Problem requirements:
Restate all entries exactly.

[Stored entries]
= = = = = = =

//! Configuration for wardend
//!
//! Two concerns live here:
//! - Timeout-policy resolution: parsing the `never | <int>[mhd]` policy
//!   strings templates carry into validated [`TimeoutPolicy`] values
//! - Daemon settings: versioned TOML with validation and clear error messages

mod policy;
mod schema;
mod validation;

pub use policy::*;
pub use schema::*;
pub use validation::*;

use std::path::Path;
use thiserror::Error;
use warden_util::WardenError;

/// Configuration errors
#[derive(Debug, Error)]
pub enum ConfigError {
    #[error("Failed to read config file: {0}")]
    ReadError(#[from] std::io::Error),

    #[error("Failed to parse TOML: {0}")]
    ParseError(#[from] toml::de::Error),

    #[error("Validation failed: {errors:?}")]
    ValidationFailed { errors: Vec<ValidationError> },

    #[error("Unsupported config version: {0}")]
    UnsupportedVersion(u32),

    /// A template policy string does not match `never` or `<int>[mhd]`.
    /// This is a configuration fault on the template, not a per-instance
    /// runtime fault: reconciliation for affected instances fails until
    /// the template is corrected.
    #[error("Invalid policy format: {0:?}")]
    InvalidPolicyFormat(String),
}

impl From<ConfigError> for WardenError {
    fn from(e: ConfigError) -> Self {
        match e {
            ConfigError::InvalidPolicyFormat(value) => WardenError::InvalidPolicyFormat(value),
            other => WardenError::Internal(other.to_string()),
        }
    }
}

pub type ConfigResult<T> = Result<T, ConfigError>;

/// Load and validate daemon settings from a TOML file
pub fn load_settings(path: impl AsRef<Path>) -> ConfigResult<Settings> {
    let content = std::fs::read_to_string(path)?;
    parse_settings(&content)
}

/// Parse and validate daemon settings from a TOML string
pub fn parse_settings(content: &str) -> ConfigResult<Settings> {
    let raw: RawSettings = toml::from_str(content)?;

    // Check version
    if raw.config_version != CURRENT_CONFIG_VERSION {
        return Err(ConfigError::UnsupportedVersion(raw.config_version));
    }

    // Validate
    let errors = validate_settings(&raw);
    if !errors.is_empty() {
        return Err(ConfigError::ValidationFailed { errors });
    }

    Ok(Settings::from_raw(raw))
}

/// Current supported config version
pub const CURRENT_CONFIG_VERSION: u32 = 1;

= = = = = = =

Problem solution:
//! Configuration for wardend
//!
//! Two concerns live here:
//! - Timeout-policy resolution: parsing the `never | <int>[mhd]` policy
//!   strings templates carry into validated [`TimeoutPolicy`] values
//! - Daemon settings: versioned TOML with validation and clear error messages

mod policy;
mod schema;
mod validation;

pub use policy::*;
pub use schema::*;
pub use validation::*;

use std::path::Path;
use thiserror::Error;
use warden_util::WardenError;

/// Configuration errors
#[derive(Debug, Error)]
pub enum ConfigError {
    #[error("Failed to read config file: {0}")]
    ReadError(#[from] std::io::Error),

    #[error("Failed to parse TOML: {0}")]
    ParseError(#[from] toml::de::Error),

    #[error("Validation failed: {errors:?}")]
    ValidationFailed { errors: Vec<ValidationError> },

    #[error("Unsupported config version: {0}")]
    UnsupportedVersion(u32),

    /// A template policy string does not match `never` or `<int>[mhd]`.
    /// This is a configuration fault on the template, not a per-instance
    /// runtime fault: reconciliation for affected instances fails until
    /// the template is corrected.
    #[error("Invalid policy format: {0:?}")]
    InvalidPolicyFormat(String),
}

impl From<ConfigError> for WardenError {
    fn from(e: ConfigError) -> Self {
        match e {
            ConfigError::InvalidPolicyFormat(value) => WardenError::InvalidPolicyFormat(value),
            other => WardenError::Internal(other.to_string()),
        }
    }
}

pub type ConfigResult<T> = Result<T, ConfigError>;

/// Load and validate daemon settings from a TOML file
pub fn load_settings(path: impl AsRef<Path>) -> ConfigResult<Settings> {
    let content = std::fs::read_to_string(path)?;
    parse_settings(&content)
}

/// Parse and validate daemon settings from a TOML string
pub fn parse_settings(content: &str) -> ConfigResult<Settings> {
    let raw: RawSettings = toml::from_str(content)?;

    // Check version
    if raw.config_version != CURRENT_CONFIG_VERSION {
        return Err(ConfigError::UnsupportedVersion(raw.config_version));
    }

    // Validate
    let errors = validate_settings(&raw);
    if !errors.is_empty() {
        return Err(ConfigError::ValidationFailed { errors });
    }

    Ok(Settings::from_raw(raw))
}

/// Current supported config version
pub const CURRENT_CONFIG_VERSION: u32 = 1;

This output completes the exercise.